__TASK INSTRUCTIONS__
Please retype, unchanged, each line from the top of the material below through the line where "open before it;" appears.

__DATA TO EXAMINE__

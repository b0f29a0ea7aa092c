#![forbid(unsafe_code)]

//! Active-state tracking.
//!
//! At most one item, one pop, and one row pair carry an active marker at
//! any time. Activating an index closes whatever was open before it;
//! activating an already-open index closes it.

use hedgerow_core::{ElementId, ElementTree, Markers};

use crate::layout::RowPair;
use crate::{Result, WidgetError};

/// What a toggle did.
#[derive(Debug, Clone, Copy, PartialEq, Eq)]
pub enum ToggleOutcome {
    /// The indexed pop is now expanded.
    Opened,
    /// The indexed pop was expanded and is now closed.
    Closed,
}

/// Index of the currently expanded pop, if any.
pub(crate) fn active_index(tree: &ElementTree, pops: &[ElementId]) -> Option<usize> {
    pops.iter()
        .position(|&p| tree.has_marker(p, Markers::POP_ACTIVE))
}

/// Toggle the item/pop pair at `index`.
pub fn toggle(
    tree: &mut ElementTree,
    items: &[ElementId],
    pops: &[ElementId],
    pairs: &[RowPair],
    index: usize,
) -> Result<ToggleOutcome> {
    let len = items.len();
    let (Some(&item), Some(&pop)) = (items.get(index), pops.get(index)) else {
        return Err(WidgetError::UnresolvedToggleIndex { index, len });
    };

    if tree.has_marker(pop, Markers::POP_ACTIVE) {
        tree.remove_marker(item, Markers::ITEM_ACTIVE);
        tree.remove_marker(pop, Markers::POP_ACTIVE);
        if let Some(row) = containing_row(tree, pairs, pop) {
            tree.remove_marker(row, Markers::ROW_ACTIVE);
        }
        return Ok(ToggleOutcome::Closed);
    }

    // Close whatever was open before opening `index`.
    if let Some(prev) = active_index(tree, pops) {
        tree.remove_marker(items[prev], Markers::ITEM_ACTIVE);
        tree.remove_marker(pops[prev], Markers::POP_ACTIVE);
        if let Some(row) = containing_row(tree, pairs, pops[prev]) {
            tree.remove_marker(row, Markers::ROW_ACTIVE);
        }
    }

    tree.insert_marker(item, Markers::ITEM_ACTIVE);
    tree.insert_marker(pop, Markers::POP_ACTIVE);
    if let Some(row) = containing_row(tree, pairs, pop) {
        tree.insert_marker(row, Markers::ROW_ACTIVE);
    }
    Ok(ToggleOutcome::Opened)
}

/// The pop row currently containing `pop`.
fn containing_row(tree: &ElementTree, pairs: &[RowPair], pop: ElementId) -> Option<ElementId> {
    let parent = tree.parent(pop)?;
    pairs
        .iter()
        .find(|pair| pair.pop_row == parent)
        .map(|pair| pair.pop_row)
}
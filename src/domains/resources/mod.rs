//! Resources domain module.
//!
//! Resources represent data that can be read by MCP clients. The server
//! publishes a single one, `config://settings`, describing the API settings
//! the tools would use right now.
//!
//! ## Architecture
//!
//! - `definitions/` - Individual resource definitions (one file per resource)
//! - `registry.rs` - Central resource registration
//! - `service.rs` - Resource service for listing and reading
//!
//! ## Adding a New Resource
//!
//! 1. Create a new file in `definitions/` (e.g., `my_resource.rs`)
//! 2. Implement the `ResourceDefinition` trait
//! 3. Export in `definitions/mod.rs`
//! 4. Register in `registry.rs`
//!
//! **No need to modify `service.rs`!**

pub mod definitions;
mod error;
mod registry;
mod service;

pub use definitions::ResourceDefinition;
pub use error::ResourceError;
pub use registry::{get_all_resources, resource_uris};
pub use service::{RenderFn, ResourceEntry, ResourceService};
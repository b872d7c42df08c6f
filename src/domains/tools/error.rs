//! Tool-specific error types.
//!
//! These describe problems *around* a tool call (unknown name, malformed
//! arguments). What happens inside the call ends up in an
//! [`Outcome`](super::pipeline::Outcome) and is rendered as text.

use thiserror::Error;

/// Errors that can occur during tool operations.
#[derive(Debug, Clone, PartialEq, Eq, Error)]
pub enum ToolError {
    /// The requested tool was not found.
    #[error("Tool not found: {0}")]
    NotFound(String),

    /// Invalid arguments were provided to the tool.
    #[error("Invalid arguments: {0}")]
    InvalidArguments(String),
}

impl ToolError {
    /// Create a new "not found" error.
    pub fn not_found(name: impl Into<String>) -> Self {
        Self::NotFound(name.into())
    }

    /// Create a new "invalid arguments" error.
    pub fn invalid_arguments(msg: impl Into<String>) -> Self {
        Self::InvalidArguments(msg.into())
    }
}
//! Error types and handling for the MCP server.
//!
//! Tool outcomes never travel through this type: every tool call ends in a
//! text result. `Error` covers the surrounding plumbing (dispatch by name,
//! resource reads, config file I/O).

use thiserror::Error;

/// A specialized Result type for MCP server operations.
pub type Result<T> = std::result::Result<T, Error>;

/// Unified error type for the MCP server.
#[derive(Debug, Error)]
pub enum Error {
    /// Error originating from the tools domain.
    #[error("Tool error: {0}")]
    Tool(#[from] crate::domains::tools::ToolError),

    /// Error originating from the resources domain.
    #[error("Resource error: {0}")]
    Resource(#[from] crate::domains::resources::ResourceError),

    /// Configuration-related errors.
    #[error("Configuration error: {0}")]
    Config(String),

    /// I/O errors from file operations.
    #[error("I/O error: {0}")]
    Io(#[from] std::io::Error),

    /// JSON serialization/deserialization errors.
    #[error("JSON error: {0}")]
    Json(#[from] serde_json::Error),
}

impl Error {
    /// Create a new configuration error.
    pub fn config(msg: impl Into<String>) -> Self {
        Self::Config(msg.into())
    }
}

__TASK RESPONSE__
repository b0f29a0ea7aa092c
#![forbid(unsafe_code)]

//! Active-state tracking.
//!
//! At most one item, one pop, and one row pair carry an active marker at
//! any time. Activating an index closes whatever was open before it;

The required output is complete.